> [EXTRACTED ENTRIES]
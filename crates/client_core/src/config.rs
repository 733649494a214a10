use std::{fs, path::Path, time::Duration};

use serde::Deserialize;
use tracing::warn;

pub const DEFAULT_BACKEND_URL: &str = "http://localhost:8080";
pub const SETTINGS_FILE: &str = "students.toml";

#[derive(Debug, Clone, PartialEq, Eq)]
pub struct ClientSettings {
    pub backend_url: String,
    pub request_timeout_secs: u64,
}

impl Default for ClientSettings {
    fn default() -> Self {
        Self {
            backend_url: DEFAULT_BACKEND_URL.into(),
            request_timeout_secs: 10,
        }
    }
}

#[derive(Debug, Default, Deserialize)]
struct FileSettings {
    backend_url: Option<String>,
    request_timeout_secs: Option<u64>,
}

impl ClientSettings {
    pub fn request_timeout(&self) -> Duration {
        Duration::from_secs(self.request_timeout_secs)
    }

    fn apply_file(&mut self, raw: &str) {
        match toml::from_str::<FileSettings>(raw) {
            Ok(file_cfg) => {
                if let Some(v) = file_cfg.backend_url {
                    self.backend_url = v;
                }
                if let Some(v) = file_cfg.request_timeout_secs {
                    self.request_timeout_secs = v;
                }
            }
            Err(err) => warn!("ignoring malformed {SETTINGS_FILE}: {err}"),
        }
    }

    fn apply_env(&mut self, lookup: impl Fn(&str) -> Option<String>) {
        if let Some(v) = lookup("STUDENTS_BACKEND_URL") {
            self.backend_url = v;
        }
        if let Some(v) = lookup("APP__BACKEND_URL") {
            self.backend_url = v;
        }
        if let Some(v) = lookup("APP__REQUEST_TIMEOUT_SECS") {
            match v.parse::<u64>() {
                Ok(parsed) => self.request_timeout_secs = parsed,
                Err(_) => warn!("ignoring non-numeric APP__REQUEST_TIMEOUT_SECS={v}"),
            }
        }
    }
}

/// Defaults, then `students.toml` in the working directory, then environment.
pub fn load_settings() -> ClientSettings {
    load_settings_from(Path::new(SETTINGS_FILE), |key| std::env::var(key).ok())
}

pub fn load_settings_from(
    path: &Path,
    lookup: impl Fn(&str) -> Option<String>,
) -> ClientSettings {
    let mut settings = ClientSettings::default();
    if let Ok(raw) = fs::read_to_string(path) {
        settings.apply_file(&raw);
    }
    settings.apply_env(lookup);
    settings
}

#[cfg(test)]
#[path = "tests/config_tests.rs"]
mod tests;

> [GOAL OF THE EXERCISE] Output, exactly and in full, the lines from the start of the entries above through the line that contains "Ok(parsed) => self.request_timeout_secs".

> [EXERCISE OUTPUT]
filename crates/client_core/src/config.rs
repository 733649494a214a10
use std::{fs, path::Path, time::Duration};

use serde::Deserialize;
use tracing::warn;

pub const DEFAULT_BACKEND_URL: &str = "http://localhost:8080";
pub const SETTINGS_FILE: &str = "students.toml";

#[derive(Debug, Clone, PartialEq, Eq)]
pub struct ClientSettings {
    pub backend_url: String,
    pub request_timeout_secs: u64,
}

impl Default for ClientSettings {
    fn default() -> Self {
        Self {
            backend_url: DEFAULT_BACKEND_URL.into(),
            request_timeout_secs: 10,
        }
    }
}

#[derive(Debug, Default, Deserialize)]
struct FileSettings {
    backend_url: Option<String>,
    request_timeout_secs: Option<u64>,
}

impl ClientSettings {
    pub fn request_timeout(&self) -> Duration {
        Duration::from_secs(self.request_timeout_secs)
    }

    fn apply_file(&mut self, raw: &str) {
        match toml::from_str::<FileSettings>(raw) {
            Ok(file_cfg) => {
                if let Some(v) = file_cfg.backend_url {
                    self.backend_url = v;
                }
                if let Some(v) = file_cfg.request_timeout_secs {
                    self.request_timeout_secs = v;
                }
            }
            Err(err) => warn!("ignoring malformed {SETTINGS_FILE}: {err}"),
        }
    }

    fn apply_env(&mut self, lookup: impl Fn(&str) -> Option<String>) {
        if let Some(v) = lookup("STUDENTS_BACKEND_URL") {
            self.backend_url = v;
        }
        if let Some(v) = lookup("APP__BACKEND_URL") {
            self.backend_url = v;
        }
        if let Some(v) = lookup("APP__REQUEST_TIMEOUT_SECS") {
            match v.parse::<u64>() {
                Ok(parsed) => self.request_timeout_secs = parsed,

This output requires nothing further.